Thursday, September 29, 2011

Personal Boundaries as a Teacher

Over the past month, I feel like I've been turning students away like crazy. Each time I get a phone call, email, or personal inquiry about lessons and have to say no I find myself feeling a bit guilty. Couldn't I have squeezed just 2 more in? That's when I have to remind myself of the personal boundaries I have set for myself as a teacher and hold myself accountable to what I know are my personal limitations.

Boundaries are important in every area of life. What does that currently mean for me as a teacher? Between my private studio, my church position, playing for private events, my other part-time housesitting job, and making sure I allow personal recharge time, that works itself out to between 20-25 students. At that volume I'm able to juggle all my responsibilities without feeling too burned out at the end of the week.

Before I start giving the impression that I have always perfectly maintained this balance, let me set the record straight. I haven't always been so good about maintaining my boundaries! ;) There have been terms where I've totally overbooked myself and arrive at the end of the week completely exhausted. There have been terms where I've overscheduled myself on certain days, meaning that I'll find myself at the end of a teaching day with a terrible headache and unable to give my final students the focus, attention, and patience they deserve. That's what it's really all about: making sure that we're the best we can be for our students. Numbers aren't important. Being able to engage and having the energy to communicate well is what's important. And if you find yourself with too many students to effectively communicate and teach, then you've gone too far.

So how do you find that 'magic number'? It's going to look different for every person, and will most likely change from year to year depending on other responsibilities, age, health, etc. It also takes time to get to know your limitations and give them the respect they deserve.

Taking time to recognize personal boundaries isn't always easy. When the calls come in, it can be so tempting to keep saying yes! But when that temptation comes, I remind myself of my boundaries and think of current students and what would truly be best for them.

I'd love to hear your thoughts on how you set boundaries for yourself as a teacher. Have you been successful? Ever had any major disasters?!


  1. This is a hard thing to learn, and my boundaries change with the changes in my life. When I was single, I could teach until 8:30 or 9 at night. When I got married, I quit around 8. When I had little ones, I taught only 2 hours/day. Now I have teenagers and I'm done at 6! The evening time changes have come partly as a result of being able to teach more during the day since my children are in school.

    Some of the balance is managing your energy. I have learned to schedule in breaks and to vary the levels within my studio. I can't teach 4 high school students back to back, just like I can't teach 4 beginner's back to back. I have to have the variety of pace and level. I still haven't found my magic number, though!

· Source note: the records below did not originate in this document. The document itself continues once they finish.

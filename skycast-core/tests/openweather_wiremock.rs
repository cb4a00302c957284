//! OpenWeather provider and client behaviour against a mock HTTP server.

use std::{sync::Arc, time::Duration};

use skycast_core::{
    BundleCache, ClientSettings, Coordinates, FetchError, OpenWeatherProvider, Pollutant,
    WeatherClient, WeatherProvider, WeatherQuery,
};
use wiremock::{
    Mock, MockServer, ResponseTemplate,
    matchers::{method, path, query_param},
};

const LAHORE_LAT: f64 = 31.5497;
const LAHORE_LON: f64 = 74.3436;
const LAHORE: Coordinates = Coordinates {
    lat: LAHORE_LAT,
    lon: LAHORE_LON,
};

fn current_body(temp: f64, humidity: u8) -> serde_json::Value {
    serde_json::json!({
        "coord": { "lon": LAHORE_LON, "lat": LAHORE_LAT },
        "weather": [{ "id": 721, "main": "Haze", "description": "haze", "icon": "50d" }],
        "base": "stations",
        "main": {
            "temp": temp,
            "feels_like": temp + 1.2,
            "temp_min": temp - 1.0,
            "temp_max": temp + 1.0,
            "pressure": 1008,
            "humidity": humidity
        },
        "visibility": 4000,
        "wind": { "speed": 3.09, "deg": 300 },
        "clouds": { "all": 0 },
        "dt": 1_700_030_000,
        "sys": {
            "type": 1,
            "id": 7585,
            "country": "PK",
            "sunrise": 1_700_013_600,
            "sunset": 1_700_052_000
        },
        "timezone": 18000,
        "id": 1_172_451,
        "name": "Lahore",
        "cod": 200
    })
}

fn forecast_body(entries: i64) -> serde_json::Value {
    let list: Vec<serde_json::Value> = (0..entries)
        .map(|i| {
            serde_json::json!({
                "dt": 1_700_038_800 + i * 10_800,
                "main": {
                    "temp": 25.0 + (i % 8) as f64,
                    "feels_like": 25.0,
                    "pressure": 1010,
                    "humidity": 45
                },
                "weather": [{
                    "id": 800,
                    "main": "Clear",
                    "description": "clear sky",
                    "icon": "01d"
                }],
                "wind": { "speed": 2.5, "deg": 180 }
            })
        })
        .collect();

    serde_json::json!({
        "cod": "200",
        "message": 0,
        "cnt": entries,
        "list": list,
        "city": { "name": "Lahore", "country": "PK", "timezone": 18000 }
    })
}

fn air_body() -> serde_json::Value {
    serde_json::json!({
        "coord": { "lon": LAHORE_LON, "lat": LAHORE_LAT },
        "list": [{
            "main": { "aqi": 5 },
            "components": {
                "co": 1842.5, "no": 12.1, "no2": 61.0, "o3": 20.3,
                "so2": 35.8, "pm2_5": 182.0, "pm10": 240.4, "nh3": 18.9
            },
            "dt": 1_700_030_000
        }]
    })
}

fn provider(server: &MockServer) -> OpenWeatherProvider {
    OpenWeatherProvider::new(server.uri(), Duration::from_secs(5)).expect("provider")
}

fn client(server: &MockServer) -> WeatherClient {
    let settings = ClientSettings {
        base_url: server.uri(),
        timeout: Duration::from_secs(5),
        ..ClientSettings::default()
    };
    WeatherClient::open_weather(&settings).expect("client")
}

async fn mount_current(server: &MockServer, response: ResponseTemplate) {
    Mock::given(method("GET"))
        .and(path("/data/2.5/weather"))
        .respond_with(response)
        .mount(server)
        .await;
}

// ============================================================================
// Provider: current conditions
// ============================================================================

#[tokio::test]
async fn current_sends_expected_query_and_decodes() {
    let server = MockServer::start().await;

    Mock::given(method("GET"))
        .and(path("/data/2.5/weather"))
        .and(query_param("q", "Lahore"))
        .and(query_param("appid", "VALID"))
        .and(query_param("units", "metric"))
        .respond_with(ResponseTemplate::new(200).set_body_json(current_body(30.0, 40)))
        .expect(1)
        .mount(&server)
        .await;

    let current = provider(&server).current("Lahore", "VALID").await.expect("current");

    assert_eq!(current.location_name, "Lahore");
    assert_eq!(current.country_code, "PK");
    assert_eq!(current.coordinates, LAHORE);
    assert_eq!(current.temperature_c, 30.0);
    assert_eq!(current.humidity_pct, 40);
    assert_eq!(current.pressure_hpa, 1008.0);
    assert_eq!(current.wind_direction_deg, Some(300.0));
    assert_eq!(current.cloudiness_pct, Some(0));
    assert_eq!(current.visibility_m, Some(4000));
    assert_eq!(current.condition_code, 721);
    assert_eq!(current.condition_main, "Haze");
    assert_eq!(current.utc_offset_secs, 18000);
}

#[tokio::test]
async fn current_404_is_not_found() {
    let server = MockServer::start().await;
    mount_current(
        &server,
        ResponseTemplate::new(404)
            .set_body_json(serde_json::json!({ "cod": "404", "message": "city not found" })),
    )
    .await;

    let err = provider(&server).current("Nowhereville", "VALID").await.unwrap_err();
    assert_eq!(err, FetchError::NotFound("Nowhereville".into()));
}

#[tokio::test]
async fn current_not_found_code_in_success_body() {
    let server = MockServer::start().await;
    mount_current(
        &server,
        ResponseTemplate::new(200)
            .set_body_json(serde_json::json!({ "cod": "404", "message": "city not found" })),
    )
    .await;

    let err = provider(&server).current("Nowhereville", "VALID").await.unwrap_err();
    assert_eq!(err, FetchError::NotFound("Nowhereville".into()));
}

#[tokio::test]
async fn current_401_is_unauthorized() {
    let server = MockServer::start().await;
    mount_current(
        &server,
        ResponseTemplate::new(401).set_body_json(serde_json::json!({
            "cod": 401,
            "message": "Invalid API key. Please see https://openweathermap.org/faq#error401"
        })),
    )
    .await;

    let err = provider(&server).current("Lahore", "BAD").await.unwrap_err();
    assert_eq!(err, FetchError::Unauthorized);
}

#[tokio::test]
async fn current_server_error_is_upstream_with_message() {
    let server = MockServer::start().await;
    mount_current(&server, ResponseTemplate::new(502).set_body_string("Bad Gateway")).await;

    let err = provider(&server).current("Lahore", "VALID").await.unwrap_err();
    assert_eq!(
        err,
        FetchError::Upstream {
            status: 502,
            message: "Bad Gateway".into()
        }
    );
}

#[tokio::test]
async fn current_malformed_json_is_decode_error() {
    let server = MockServer::start().await;
    mount_current(&server, ResponseTemplate::new(200).set_body_string("{\"cod\":200")).await;

    let err = provider(&server).current("Lahore", "VALID").await.unwrap_err();
    assert!(
        matches!(
            err,
            FetchError::Decode {
                endpoint: "current weather",
                ..
            }
        ),
        "{err:?}"
    );
}

#[tokio::test]
async fn slow_upstream_times_out() {
    let server = MockServer::start().await;
    mount_current(
        &server,
        ResponseTemplate::new(200)
            .set_body_json(current_body(30.0, 40))
            .set_delay(Duration::from_secs(2)),
    )
    .await;

    let provider =
        OpenWeatherProvider::new(server.uri(), Duration::from_millis(200)).expect("provider");
    let err = provider.current("Lahore", "VALID").await.unwrap_err();

    assert_eq!(err, FetchError::Timeout);
    assert!(err.is_network());
}

#[tokio::test]
async fn connection_refused_is_network_error() {
    let provider =
        OpenWeatherProvider::new("http://127.0.0.1:1", Duration::from_secs(2)).expect("provider");
    let err = provider.current("Lahore", "VALID").await.unwrap_err();

    assert!(matches!(err, FetchError::Network { .. }), "{err:?}");
}

// ============================================================================
// Provider: forecast and air quality
// ============================================================================

#[tokio::test]
async fn forecast_by_coordinates() {
    let server = MockServer::start().await;

    Mock::given(method("GET"))
        .and(path("/data/2.5/forecast"))
        .and(query_param("lat", "31.5497"))
        .and(query_param("lon", "74.3436"))
        .and(query_param("units", "metric"))
        .respond_with(ResponseTemplate::new(200).set_body_json(forecast_body(40)))
        .expect(1)
        .mount(&server)
        .await;

    let at = LAHORE;
    let forecast = provider(&server).forecast(at, "VALID").await.expect("forecast");

    assert_eq!(forecast.len(), 40);
    assert_eq!(forecast[0].condition_description, "clear sky");
    assert_eq!(forecast[1].timestamp_epoch - forecast[0].timestamp_epoch, 10_800);
}

#[tokio::test]
async fn forecast_404_is_plain_upstream_error() {
    let server = MockServer::start().await;

    Mock::given(method("GET"))
        .and(path("/data/2.5/forecast"))
        .respond_with(
            ResponseTemplate::new(404)
                .set_body_json(serde_json::json!({ "cod": "404", "message": "city not found" })),
        )
        .mount(&server)
        .await;

    let at = Coordinates { lat: 0.0, lon: 0.0 };
    let err = provider(&server).forecast(at, "VALID").await.unwrap_err();

    assert_eq!(
        err,
        FetchError::Upstream {
            status: 404,
            message: "city not found".into()
        }
    );
}

#[tokio::test]
async fn air_quality_decodes_all_pollutants() {
    let server = MockServer::start().await;

    Mock::given(method("GET"))
        .and(path("/data/2.5/air_pollution"))
        .respond_with(ResponseTemplate::new(200).set_body_json(air_body()))
        .mount(&server)
        .await;

    let at = LAHORE;
    let sample = provider(&server)
        .air_quality(at, "VALID")
        .await
        .expect("request ok")
        .expect("sample present");

    assert_eq!(sample.aqi_category.value(), 5);
    assert_eq!(sample.aqi_category.label(), "Very Poor");
    assert_eq!(sample.pollutant_concentrations.len(), Pollutant::all().len());
    assert_eq!(sample.pollutant_concentrations[&Pollutant::Pm2_5], 182.0);
}

#[tokio::test]
async fn air_quality_empty_or_malformed_is_absent() {
    for body in [
        ResponseTemplate::new(200).set_body_json(serde_json::json!({ "list": [] })),
        ResponseTemplate::new(200).set_body_json(serde_json::json!({})),
        ResponseTemplate::new(200).set_body_string("<html>oops</html>"),
    ] {
        let server = MockServer::start().await;
        Mock::given(method("GET"))
            .and(path("/data/2.5/air_pollution"))
            .respond_with(body)
            .mount(&server)
            .await;

        let at = Coordinates { lat: 1.0, lon: 2.0 };
        let result = provider(&server).air_quality(at, "VALID").await;
        assert_eq!(result, Ok(None));
    }
}

// ============================================================================
// Client: full bundle
// ============================================================================

#[tokio::test]
async fn lahore_bundle_from_stubbed_upstream() {
    let server = MockServer::start().await;

    Mock::given(method("GET"))
        .and(path("/data/2.5/weather"))
        .and(query_param("q", "Lahore"))
        .respond_with(ResponseTemplate::new(200).set_body_json(current_body(30.0, 40)))
        .expect(1)
        .mount(&server)
        .await;
    Mock::given(method("GET"))
        .and(path("/data/2.5/forecast"))
        .and(query_param("lat", "31.5497"))
        .and(query_param("lon", "74.3436"))
        .respond_with(ResponseTemplate::new(200).set_body_json(forecast_body(40)))
        .expect(1)
        .mount(&server)
        .await;
    Mock::given(method("GET"))
        .and(path("/data/2.5/air_pollution"))
        .and(query_param("lat", "31.5497"))
        .and(query_param("lon", "74.3436"))
        .respond_with(ResponseTemplate::new(200).set_body_json(air_body()))
        .expect(1)
        .mount(&server)
        .await;

    let client = client(&server);
    let query = WeatherQuery::new("Lahore", "VALID").unwrap();

    let bundle = client.fetch(&query).await.expect("bundle");
    assert_eq!(bundle.current().temperature_c, 30.0);
    assert_eq!(bundle.current().humidity_pct, 40);
    assert_eq!(bundle.forecast().len(), 40);
    assert!(
        bundle
            .forecast()
            .windows(2)
            .all(|w| w[0].timestamp_epoch <= w[1].timestamp_epoch)
    );
    assert!(bundle.air_quality().is_some());

    // Served from cache: the `expect(1)` above fails on drop if this hits the server.
    let again = client.fetch(&query).await.expect("cached bundle");
    assert!(Arc::ptr_eq(&bundle, &again));
    assert_eq!(*bundle, *again);
}

#[tokio::test]
async fn nowhereville_is_not_found_and_nothing_else_is_called() {
    let server = MockServer::start().await;

    mount_current(
        &server,
        ResponseTemplate::new(404)
            .set_body_json(serde_json::json!({ "cod": "404", "message": "city not found" })),
    )
    .await;
    Mock::given(method("GET"))
        .and(path("/data/2.5/forecast"))
        .respond_with(ResponseTemplate::new(200).set_body_json(forecast_body(40)))
        .expect(0)
        .mount(&server)
        .await;

    let query = WeatherQuery::new("Nowhereville", "VALID").unwrap();
    let err = client(&server).fetch(&query).await.unwrap_err();

    assert_eq!(err, FetchError::NotFound("Nowhereville".into()));
}

#[tokio::test]
async fn air_quality_outage_still_yields_bundle() {
    let server = MockServer::start().await;

    mount_current(&server, ResponseTemplate::new(200).set_body_json(current_body(12.0, 80))).await;
    Mock::given(method("GET"))
        .and(path("/data/2.5/forecast"))
        .respond_with(ResponseTemplate::new(200).set_body_json(forecast_body(8)))
        .mount(&server)
        .await;
    Mock::given(method("GET"))
        .and(path("/data/2.5/air_pollution"))
        .respond_with(ResponseTemplate::new(503).set_body_string("unavailable"))
        .mount(&server)
        .await;

    let query = WeatherQuery::new("Lahore", "VALID").unwrap();
    let bundle = client(&server).fetch(&query).await.expect("bundle");

    assert!(bundle.air_quality().is_none());
    assert_eq!(bundle.forecast().len(), 8);
}

#[tokio::test]
async fn injected_cache_is_shared_between_clients() {
    let server = MockServer::start().await;

    mount_current(&server, ResponseTemplate::new(200).set_body_json(current_body(30.0, 40))).await;
    Mock::given(method("GET"))
        .and(path("/data/2.5/forecast"))
        .respond_with(ResponseTemplate::new(200).set_body_json(forecast_body(40)))
        .expect(1)
        .mount(&server)
        .await;
    Mock::given(method("GET"))
        .and(path("/data/2.5/air_pollution"))
        .respond_with(ResponseTemplate::new(200).set_body_json(air_body()))
        .mount(&server)
        .await;

    let cache = Arc::new(BundleCache::new(Duration::from_secs(60)));
    let first = WeatherClient::new(Arc::new(provider(&server)), Arc::clone(&cache));
    let second = WeatherClient::new(Arc::new(provider(&server)), Arc::clone(&cache));
    let query = WeatherQuery::new("Lahore", "VALID").unwrap();

    first.fetch(&query).await.expect("first");
    second.fetch(&query).await.expect("second from shared cache");

    assert_eq!(cache.entry_count().await, 1);
}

  2. Thanks for your feedback Arlene. I agree with you in that I find teaching the beginners MUCH more of a drain on my energy than the older students. I honestly enjoy more working with the beginners, but I have to limit how many of those lessons I teach back-to-back because they take so much more out of me.

  3. Every year I sit down and look at which hours in the week I'm available to teach. I think of it as "office hours." I print out a blank weekly schedule with 15-minute increments, and block off everything that's reserved for my non-teaching life. Once those available hours are full, that's it. I look at this schedule then tell parents who call that there are no available openings at this point. This keeps me from over-scheduling. Of course, I learned this the hard way. :)

    Like Arlene, my available hours has fluctuated wildly as my kids have been born, gone through elementary school, and now are teenagers (one almost isn't even that anymore) and are never home anyway.

    I also find beginners draining - I'm so happy once they can actually read notes. It's the reading process that is so hard to teach.

  4. LaDona,

    You sound so organized! I think I will try your scheduling idea before I start signing students up in the spring. By blocking off the times I need for my personal life beforehand, that will make sure I don't overbook (or at least make it less likely ;) ).

  5. I struggle with this, too. I would love to teach more students, and I end up turning away several each year. I have an elementary school-aged daughter and a husband who works 12-hour shifts, sometimes night and sometimes day. This means that I function as a single parent, and I also have a church job. I blocked off the time I need to attend to parenting, family responsibilities, cooking/housekeeping, and practicing/planning for my church job, and then opened the rest to students. I can only teach about 15 without going crazy. I won't be effective at any of these things if I'm overwhelmed. I have also learned to schedule some days off from the beginning of the year. We all need some sanity days!

  6. Laura-

    Sanity days are a lifesaver- I agree with you 100%. When I first started out teaching I didn't schedule those in, and my studio was small enough that I didn't really need them. But as my studio has grown and other responsibilities have cropped up, I find myself in a serious burnout condition if I don't schedule small breaks periodically. It allows me to come back with a fresh perspective and renewed energy.